Vol. 14, No. 16 Week of April 19, 2009

Governor: Rig on way to Point Thomson

ExxonMobil required to drill below conductor casing this winter to retain two leases provisionally returned by DNR’s Tom Irwin

Kristen Nelson

Petroleum News

Exxon is getting close to doing something it hasn’t done in Alaska in more than 15 years — drill a well. The company, which last drilled at Thetis Island in the early 1990s, will be drilling at Point Thomson this winter.

It has taken longer than the state wanted: The Department of Natural Resources has been after the company to drill more wells at Point Thomson and develop the field since the company last drilled there in the 1980s.

ExxonMobil, the operator at Point Thomson, has made and changed development plans for the field since it was unitized in the late 1970s and in 2005 under the Murkowski administration DNR’s Division of Oil and Gas declared the unit in default for lack of an acceptable plan of development.

In 2006, in the waning days of that administration, DNR terminated the unit, a decision upheld by the Palin administration, which took office in late 2006.

In response to the unit termination and subsequent revocation of Point Thomson leases — issues variously under appeal to the commissioner and Alaska Superior Court — Exxon proposed a new development plan. DNR Commissioner Tom Irwin ultimately returned two leases, subject to conditions which included completing two wells by the end of 2010.

Rig rolling

When Gov. Sarah Palin said April 10 that there is “equipment rolling down the ice road today and the big rig following that equipment” on the way to Point Thomson, it meant the company was on its way to meeting that drilling commitment.

The “big rig” is Nabors 27E, modified for drilling into the high-pressure Thomson reservoir.

ExxonMobil struck a deal to share an ice road as far as Badami with Savant, which is drilling there this winter.
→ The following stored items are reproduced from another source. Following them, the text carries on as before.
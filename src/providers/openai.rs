//! OpenAI-compatible provider adapter.
//!
//! Speaks the chat-completions dialect against a configurable base URL, so
//! the same adapter covers OpenAI, OpenRouter, and self-hosted gateways.
//! Tool-call arguments arrive string-encoded on this wire; the adapter
//! decodes them into JSON maps before they reach the core and re-encodes
//! them on the way out.

use async_trait::async_trait;
use reqwest::Client;
use serde::{Deserialize, Serialize};
use serde_json::Value;
use tracing::{debug, warn};

use crate::config::ProviderConfig;
use crate::error::{Result, YoctoError};
use crate::session::{Message, Role};

use super::{ChatOptions, LLMProvider, LLMResponse, LLMToolCall, ToolDefinition, Usage};

/// HTTP timeout for one chat completion request.
const REQUEST_TIMEOUT: std::time::Duration = std::time::Duration::from_secs(120);

/// An `LLMProvider` for OpenAI-compatible chat-completions endpoints.
pub struct OpenAiProvider {
    client: Client,
    api_key: String,
    api_base: String,
    default_model: String,
}

#[derive(Debug, Serialize)]
struct ChatRequest {
    model: String,
    messages: Vec<WireMessage>,
    #[serde(skip_serializing_if = "Option::is_none")]
    tools: Option<Vec<WireTool>>,
    #[serde(skip_serializing_if = "Option::is_none")]
    max_tokens: Option<u32>,
    #[serde(skip_serializing_if = "Option::is_none")]
    temperature: Option<f32>,
}

#[derive(Debug, Serialize)]
struct WireMessage {
    role: String,
    #[serde(skip_serializing_if = "Option::is_none")]
    content: Option<String>,
    #[serde(skip_serializing_if = "Option::is_none")]
    tool_calls: Option<Vec<WireToolCall>>,
    #[serde(skip_serializing_if = "Option::is_none")]
    tool_call_id: Option<String>,
}

#[derive(Debug, Serialize, Deserialize)]
struct WireToolCall {
    id: String,
    #[serde(rename = "type")]
    call_type: String,
    function: WireFunctionCall,
}

#[derive(Debug, Serialize, Deserialize)]
struct WireFunctionCall {
    name: String,
    /// JSON-encoded argument object, per the chat-completions dialect.
    arguments: String,
}

#[derive(Debug, Serialize)]
struct WireTool {
    #[serde(rename = "type")]
    tool_type: String,
    function: WireFunctionDef,
}

#[derive(Debug, Serialize)]
struct WireFunctionDef {
    name: String,
    description: String,
    parameters: Value,
}

#[derive(Debug, Deserialize)]
struct ChatResponse {
    choices: Vec<Choice>,
    #[serde(default)]
    usage: Option<WireUsage>,
}

#[derive(Debug, Deserialize)]
struct Choice {
    message: ChoiceMessage,
    #[serde(default)]
    finish_reason: Option<String>,
}

#[derive(Debug, Deserialize)]
struct ChoiceMessage {
    #[serde(default)]
    content: Option<String>,
    #[serde(default)]
    tool_calls: Option<Vec<WireToolCall>>,
}

#[derive(Debug, Deserialize)]
struct WireUsage {
    #[serde(default)]
    prompt_tokens: u32,
    #[serde(default)]
    completion_tokens: u32,
}

impl OpenAiProvider {
    /// Create a provider from configuration.
    pub fn new(cfg: &ProviderConfig) -> Self {
        let client = Client::builder()
            .timeout(REQUEST_TIMEOUT)
            .build()
            .unwrap_or_default();
        Self {
            client,
            api_key: cfg.api_key.clone(),
            api_base: cfg.api_base.trim_end_matches('/').to_string(),
            default_model: cfg.model.clone(),
        }
    }

    fn convert_messages(messages: Vec<Message>) -> Vec<WireMessage> {
        messages
            .into_iter()
            .map(|msg| {
                let tool_calls = msg.tool_calls.as_ref().map(|calls| {
                    calls
                        .iter()
                        .map(|tc| WireToolCall {
                            id: tc.id.clone(),
                            call_type: "function".to_string(),
                            function: WireFunctionCall {
                                name: tc.name.clone(),
                                arguments: tc.arguments.clone(),
                            },
                        })
                        .collect()
                });
                let role = match msg.role {
                    Role::System => "system",
                    Role::User => "user",
                    Role::Assistant => "assistant",
                    Role::Tool => "tool",
                };
                WireMessage {
                    role: role.to_string(),
                    // Assistant tool-call messages may legitimately have no
                    // text; the wire wants content omitted, not empty.
                    content: if msg.content.is_empty() && msg.tool_calls.is_some() {
                        None
                    } else {
                        Some(msg.content)
                    },
                    tool_calls,
                    tool_call_id: msg.tool_call_id,
                }
            })
            .collect()
    }

    fn convert_tools(tools: Vec<ToolDefinition>) -> Option<Vec<WireTool>> {
        if tools.is_empty() {
            return None;
        }
        Some(
            tools
                .into_iter()
                .map(|t| WireTool {
                    tool_type: "function".to_string(),
                    function: WireFunctionDef {
                        name: t.name,
                        description: t.description,
                        parameters: t.parameters,
                    },
                })
                .collect(),
        )
    }

    fn parse_tool_calls(calls: Vec<WireToolCall>) -> Vec<LLMToolCall> {
        calls
            .into_iter()
            .map(|tc| {
                let arguments = match serde_json::from_str::<Value>(&tc.function.arguments) {
                    Ok(v) if v.is_object() => v,
                    Ok(other) => {
                        warn!(tool = %tc.function.name, "tool arguments are not an object");
                        serde_json::json!({ "value": other })
                    }
                    Err(e) => {
                        warn!(tool = %tc.function.name, error = %e, "invalid JSON in tool arguments");
                        serde_json::json!({})
                    }
                };
                LLMToolCall::new(&tc.id, &tc.function.name, arguments)
            })
            .collect()
    }
}

#[async_trait]
impl LLMProvider for OpenAiProvider {
    async fn chat(
        &self,
        messages: Vec<Message>,
        tools: Vec<ToolDefinition>,
        model: Option<&str>,
        options: ChatOptions,
    ) -> Result<LLMResponse> {
        let request = ChatRequest {
            model: model.unwrap_or(&self.default_model).to_string(),
            messages: Self::convert_messages(messages),
            tools: Self::convert_tools(tools),
            max_tokens: options.max_tokens,
            temperature: options.temperature,
        };

        debug!(
            model = %request.model,
            messages = request.messages.len(),
            tools = request.tools.as_ref().map(|t| t.len()).unwrap_or(0),
            "sending chat completion request"
        );

        let response = self
            .client
            .post(format!("{}/chat/completions", self.api_base))
            .bearer_auth(&self.api_key)
            .json(&request)
            .send()
            .await?;

        let status = response.status();
        if !status.is_success() {
            let body = response.text().await.unwrap_or_default();
            return Err(YoctoError::Provider(format!(
                "{} returned {}: {}",
                self.api_base, status, body
            )));
        }

        let parsed: ChatResponse = response.json().await?;
        let choice = parsed
            .choices
            .into_iter()
            .next()
            .ok_or_else(|| YoctoError::Provider("response contained no choices".to_string()))?;

        let tool_calls = choice
            .message
            .tool_calls
            .map(Self::parse_tool_calls)
            .unwrap_or_default();

        Ok(LLMResponse {
            content: choice.message.content.unwrap_or_default(),
            tool_calls,
            finish_reason: choice.finish_reason,
            usage: parsed
                .usage
                .map(|u| Usage::new(u.prompt_tokens, u.completion_tokens)),
        })
    }

    fn default_model(&self) -> &str {
        &self.default_model
    }

    fn name(&self) -> &str {
        "openai"
    }
}

#[cfg(test)]
mod tests {
    use super::*;
    use crate::session::ToolCall;
    use serde_json::json;

    #[test]
    fn test_convert_messages_roles() {
        let messages = vec![
            Message::system("sys"),
            Message::user("hi"),
            Message::assistant("hello"),
            Message::tool_result("c1", "ok"),
        ];
        let wire = OpenAiProvider::convert_messages(messages);
        assert_eq!(wire[0].role, "system");
        assert_eq!(wire[1].role, "user");
        assert_eq!(wire[2].role, "assistant");
        assert_eq!(wire[3].role, "tool");
        assert_eq!(wire[3].tool_call_id.as_deref(), Some("c1"));
    }

    #[test]
    fn test_convert_messages_tool_calls_pass_arguments_string() {
        let msg = Message::assistant_with_tools(
            "",
            vec![ToolCall::new("c1", "read_file", r#"{"path":"/x"}"#)],
        );
        let wire = OpenAiProvider::convert_messages(vec![msg]);
        assert!(wire[0].content.is_none());
        let calls = wire[0].tool_calls.as_ref().unwrap();
        assert_eq!(calls[0].function.arguments, r#"{"path":"/x"}"#);
        assert_eq!(calls[0].call_type, "function");
    }

    #[test]
    fn test_convert_messages_empty_content_without_tools_kept() {
        let wire = OpenAiProvider::convert_messages(vec![Message::user("")]);
        assert_eq!(wire[0].content.as_deref(), Some(""));
    }

    #[test]
    fn test_convert_tools_empty_is_none() {
        assert!(OpenAiProvider::convert_tools(vec![]).is_none());
        let tools = vec![ToolDefinition::new("echo", "d", json!({"type":"object"}))];
        let wire = OpenAiProvider::convert_tools(tools).unwrap();
        assert_eq!(wire.len(), 1);
        assert_eq!(wire[0].function.name, "echo");
    }

    #[test]
    fn test_parse_tool_calls_decodes_arguments() {
        let calls = vec![WireToolCall {
            id: "c1".to_string(),
            call_type: "function".to_string(),
            function: WireFunctionCall {
                name: "read_file".to_string(),
                arguments: r#"{"path":"/x"}"#.to_string(),
            },
        }];
        let parsed = OpenAiProvider::parse_tool_calls(calls);
        assert_eq!(parsed[0].arguments, json!({"path": "/x"}));
    }

    #[test]
    fn test_parse_tool_calls_invalid_json_becomes_empty_object() {
        let calls = vec![WireToolCall {
            id: "c1".to_string(),
            call_type: "function".to_string(),
            function: WireFunctionCall {
                name: "bad".to_string(),
                arguments: "{not json".to_string(),
            },
        }];
        let parsed = OpenAiProvider::parse_tool_calls(calls);
        assert_eq!(parsed[0].arguments, json!({}));
    }

    #[test]
    fn test_response_parsing() {
        let raw = r#"{
            "choices": [{
                "message": {
                    "content": null,
                    "tool_calls": [{
                        "id": "c1",
                        "type": "function",
                        "function": {"name": "search", "arguments": "{\"q\":\"rust\"}"}
                    }]
                },
                "finish_reason": "tool_calls"
            }],
            "usage": {"prompt_tokens": 10, "completion_tokens": 5}
        }"#;
        let parsed: ChatResponse = serde_json::from_str(raw).unwrap();
        assert_eq!(parsed.choices.len(), 1);
        assert_eq!(
            parsed.choices[0].finish_reason.as_deref(),
            Some("tool_calls")
        );
        assert_eq!(parsed.usage.as_ref().unwrap().prompt_tokens, 10);
    }

    #[test]
    fn test_provider_construction() {
        let cfg = ProviderConfig {
            api_key: "sk-test".to_string(),
            api_base: "https://example.com/v1/".to_string(),
            model: "test-model".to_string(),
        };
        let provider = OpenAiProvider::new(&cfg);
        assert_eq!(provider.default_model(), "test-model");
        assert_eq!(provider.name(), "openai");
        assert_eq!(provider.api_base, "https://example.com/v1");
    }
}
Savant has described some 20 days of weather-driven delays on the ice road, in addition to rerouting to avoid polar bear dens (see story on page 9 of this issue).

The conditional interim decision Irwin issued in late January required ExxonMobil to “initiate drilling this winter season, including drilling a well out of the conductors with a rig capable of drilling through the Thomson Sands” as one of the conditions for the return of two of the leases at Point Thomson. While there are limits to the winter drilling season, the Division of Oil and Gas told Petroleum News that as long as ExxonMobil gets the rig to a pad prepared to support it before it loses the ice road due to melting, it can drill above the hydrocarbon-bearing zone beyond April 15.

A win for the state

In her comments April 10 on the rig moving out along the ice road, Palin said it is “a win for Alaska; it’s a win for the position that we took and essentially as it’s been characterized as a hard line, with Exxon.”

Palin said the state required Exxon to abide by provisions in the leases it has held for decades.

“We expect you to follow through on development and if you don’t follow through we’re yanking your leases,” she said. “And we took a lot of heat for taking that hard line but it has paid off because we see the ice road full of equipment today.”